My cancer “script,” as written by the Docs, has been fairly well-cued up: We won’t know the net effect of all these daily frontal assaults (and a few reconnoiters and flanking maneuvers) until we re-run the diagnostics in a few weeks, but so far they’ve been spot-on with the side effects:
The skin burn, the pain, the nausea, the anxiety, the dry mouth, the hard swallowing, the dinosaur bowels, and now, the fatigue.
It comes quickly (no, in this case “quick fatigue” is not oxymoronic), and though it’s short-lived, it does freeze my frames with little warning. It’s almost narcoleptic. This can be a problem if I’m doing something requiring my full and attentive attention. (You may write your own joke here).

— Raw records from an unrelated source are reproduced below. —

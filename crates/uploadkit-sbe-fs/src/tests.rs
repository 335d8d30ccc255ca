use super::*;
use pretty_assertions::assert_eq;
use std::io::Write;

fn setup() -> (tempfile::TempDir, Filesystem) {
    let root = tempfile::tempdir().unwrap();
    let fs = Filesystem::new(root.path()).unwrap();
    (root, fs)
}

#[test]
fn fs_creates_missing_root() {
    let parent = tempfile::tempdir().unwrap();
    let root = parent.path().join("nested").join("uploads");
    let fs = Filesystem::new(&root).unwrap();
    assert!(root.is_dir());
    assert_eq!(fs.base_dir(), Some(std::fs::canonicalize(&root).unwrap().as_path()));
    assert_eq!(fs.engine_name(), "local");
}

#[test]
fn fs_info() {
    let root = tempfile::tempdir().unwrap();

    let mut file = tempfile::NamedTempFile::new_in(root.path()).unwrap();
    file.write_all(b"Koen was here\n").unwrap();
    let filename = file.path().file_name().unwrap().to_str().unwrap().to_string();
    let meta = file.as_file().metadata().unwrap();

    let fs = Filesystem::new(root.path()).unwrap();

    // Since the filesystem back-end is based on futures, we need a runtime to run it
    let rt = tokio::runtime::Builder::new_current_thread().build().unwrap();
    let info = rt.block_on(fs.info(&filename)).unwrap();

    assert_eq!(info.full_path, filename);
    assert_eq!(info.name, filename);
    assert_eq!(info.size, meta.len());
    assert!(!info.is_dir);
    assert_eq!(info.mtime, storage::system_time(meta.modified().unwrap()));
}

#[tokio::test]
async fn fs_scenario_mkdir_upload_list_rename() {
    let (_root, fs) = setup();

    fs.mkdir("a/b").await.unwrap();
    let stored = fs.upload("a/b/c.png", &[1u8, 2, 3][..]).await.unwrap();
    assert_eq!(stored, "a/b/c.png");

    let list = fs.list("a/b").await.unwrap();
    assert_eq!(list.len(), 1);
    assert_eq!(list[0].name, "c.png");
    assert_eq!(list[0].full_path, "a/b/c.png");
    assert_eq!(list[0].size, 3);
    assert!(!list[0].is_dir);

    fs.rename("a/b/c.png", "a/b/d.png").await.unwrap();
    assert!(!fs.exists("a/b/c.png").await.unwrap());
    assert!(fs.exists("a/b/d.png").await.unwrap());
}

#[tokio::test]
async fn fs_list_counts_files_and_directories() {
    let (_root, fs) = setup();
    for name in ["one.txt", "two.txt", "three.txt"] {
        fs.upload(&format!("docs/{}", name), &b"x"[..]).await.unwrap();
    }
    fs.mkdir("docs/sub1").await.unwrap();
    fs.mkdir("docs/sub2").await.unwrap();

    let list = fs.list("docs").await.unwrap();
    assert_eq!(list.len(), 5);
    assert_eq!(list.iter().filter(|f| f.is_dir).count(), 2);
    assert!(list.iter().filter(|f| f.is_dir).all(|f| f.size == 0));
    assert!(list.iter().all(|f| f.full_path.starts_with("docs/")));
}

#[tokio::test]
async fn fs_list_root_and_empty_dir() {
    let (_root, fs) = setup();
    assert!(fs.list("/").await.unwrap().is_empty());
    fs.mkdir("empty").await.unwrap();
    assert!(fs.list("empty").await.unwrap().is_empty());

    let root = fs.list("").await.unwrap();
    assert_eq!(root.len(), 1);
    assert_eq!(root[0].full_path, "empty");
}

#[tokio::test]
async fn fs_list_missing_dir_is_not_found() {
    let (_root, fs) = setup();
    let err = fs.list("nope").await.unwrap_err();
    assert_eq!(err.kind(), ErrorKind::NotFound);
    assert!(err.to_string().contains("list nope"));
}

#[tokio::test]
async fn fs_round_trip() {
    let (_root, fs) = setup();
    let content: Vec<u8> = (0..=255u8).cycle().take(10_000).collect();
    fs.upload("blob.bin", std::io::Cursor::new(content.clone())).await.unwrap();
    assert_eq!(fs.content("blob.bin").await.unwrap(), content);

    // Overwrites silently and truncates
    fs.upload("blob.bin", &b"short"[..]).await.unwrap();
    assert_eq!(fs.content("blob.bin").await.unwrap(), b"short".to_vec());
}

#[tokio::test]
async fn fs_exists_is_false_after_remove() {
    let (_root, fs) = setup();
    fs.upload("x/y.txt", &b"hallo"[..]).await.unwrap();
    assert!(fs.exists("x/y.txt").await.unwrap());
    fs.remove("x/y.txt").await.unwrap();
    assert!(!fs.exists("x/y.txt").await.unwrap());
    assert_eq!(fs.remove("x/y.txt").await.unwrap_err().kind(), ErrorKind::NotFound);
    assert_eq!(fs.info("x/y.txt").await.unwrap_err().kind(), ErrorKind::NotFound);
}

#[tokio::test]
async fn fs_remove_refuses_directories() {
    let (_root, fs) = setup();
    fs.mkdir("dir").await.unwrap();
    assert_eq!(fs.remove("dir").await.unwrap_err().kind(), ErrorKind::IsADirectory);
    assert!(fs.exists("dir").await.unwrap());
}

#[tokio::test]
async fn fs_mkdir_is_idempotent() {
    let (_root, fs) = setup();
    fs.mkdir("a/b/c").await.unwrap();
    fs.mkdir("a/b/c").await.unwrap();
    fs.mkdir("a/b").await.unwrap();
    assert!(fs.info("a/b/c").await.unwrap().is_dir);
}

#[tokio::test]
async fn fs_rmdir_is_recursive() {
    let (_root, fs) = setup();
    fs.upload("tree/a/1.txt", &b"1"[..]).await.unwrap();
    fs.upload("tree/a/b/2.txt", &b"2"[..]).await.unwrap();
    fs.rmdir("tree").await.unwrap();
    assert!(!fs.exists("tree").await.unwrap());
    assert_eq!(fs.rmdir("tree").await.unwrap_err().kind(), ErrorKind::NotFound);
    assert_eq!(fs.rmdir("/").await.unwrap_err().kind(), ErrorKind::PermissionDenied);
}

#[tokio::test]
async fn fs_rename_missing_source() {
    let (_root, fs) = setup();
    assert_eq!(fs.rename("ghost.txt", "other.txt").await.unwrap_err().kind(), ErrorKind::NotFound);
}

#[tokio::test]
async fn fs_rename_into_new_directory() {
    let (_root, fs) = setup();
    fs.upload("a.txt", &b"a"[..]).await.unwrap();
    fs.rename("a.txt", "moved/here/a.txt").await.unwrap();
    assert_eq!(fs.content("moved/here/a.txt").await.unwrap(), b"a".to_vec());
}

#[tokio::test]
async fn fs_never_leaves_the_root() {
    let parent = tempfile::tempdir().unwrap();
    let root = parent.path().join("root");
    let fs = Filesystem::new(&root).unwrap();
    std::fs::write(parent.path().join("secret.txt"), b"secret").unwrap();

    assert_eq!(fs.content("../secret.txt").await.unwrap_err().kind(), ErrorKind::InvalidName);
    assert_eq!(fs.upload("../evil.txt", &b"x"[..]).await.unwrap_err().kind(), ErrorKind::InvalidName);
    assert_eq!(fs.list("a/../../").await.unwrap_err().kind(), ErrorKind::InvalidName);
    assert!(!parent.path().join("evil.txt").exists());

    // Absolute looking paths are rooted at the storage root
    let stored = fs.upload("/etc/passwd", &b"x"[..]).await.unwrap();
    assert_eq!(stored, "etc/passwd");
    assert!(root.join("etc").join("passwd").exists());
}

#[tokio::test]
async fn fs_backslashes_are_separators() {
    let (_root, fs) = setup();
    let stored = fs.upload("win\\style\\file.TXT", &b"x"[..]).await.unwrap();
    assert_eq!(stored, "win/style/file.TXT");
    let list = fs.list("win\\style").await.unwrap();
    assert_eq!(list[0].full_path, "win/style/file.TXT");
}

#[test]
fn fs_full_url() {
    let root = tempfile::tempdir().unwrap();
    let fs = Filesystem::new(root.path()).unwrap();
    assert_eq!(fs.full_url("a/b.png"), "/uploads/a/b.png");

    let fs = Filesystem::with_options(FsOptions {
        root: root.path().to_path_buf(),
        url_prefix: None,
        site_url: "https://example.com/".to_string(),
    })
    .unwrap();
    assert_eq!(fs.full_url("/a/b.png"), "https://example.com/a/b.png");
}

#[test]
fn fs_options_from_settings() {
    let mut s = uploadkit_core::settings::Settings::new();
    assert_eq!(FsOptions::from_settings(&s).unwrap().root, PathBuf::from("uploads"));
    assert_eq!(FsOptions::from_settings(&s).unwrap().url_prefix.as_deref(), Some("/uploads"));

    s.insert(options::UPLOAD_DIR.to_string(), "/srv/files".to_string());
    s.insert(options::SITE_URL.to_string(), "https://example.com".to_string());
    let o = FsOptions::from_settings(&s).unwrap();
    assert_eq!(o.root, PathBuf::from("/srv/files"));
    assert_eq!(o.url_prefix, None);
    assert_eq!(o.site_url, "https://example.com");
}

#[test]
fn fs_io_errors_name_operation_and_path() {
    let path = String::from("a/b.txt");
    let err = io_error("rename", &path)(io::Error::from(io::ErrorKind::NotFound));
    assert_eq!(err.kind(), ErrorKind::NotFound);
    assert!(err.to_string().contains("(rename a/b.txt)"), "{}", err);
}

“Sudden sleep” is one way it’s described, and because I’m always aspiring to be a creature of balance, I guess I’m also suffering from sluggish insomnia.
I’m at the edge of one now. It’s after midnight, and again I’m giving you yesterday today. I’ll leave you with this photo. I took this just exiting the elevator on the radiation floor. It was rushed and presents here with its blurring clarity intact.
Whenever I see this sign these days, I exhale a lifetime of dumb choices, arrested, we can hope, in time.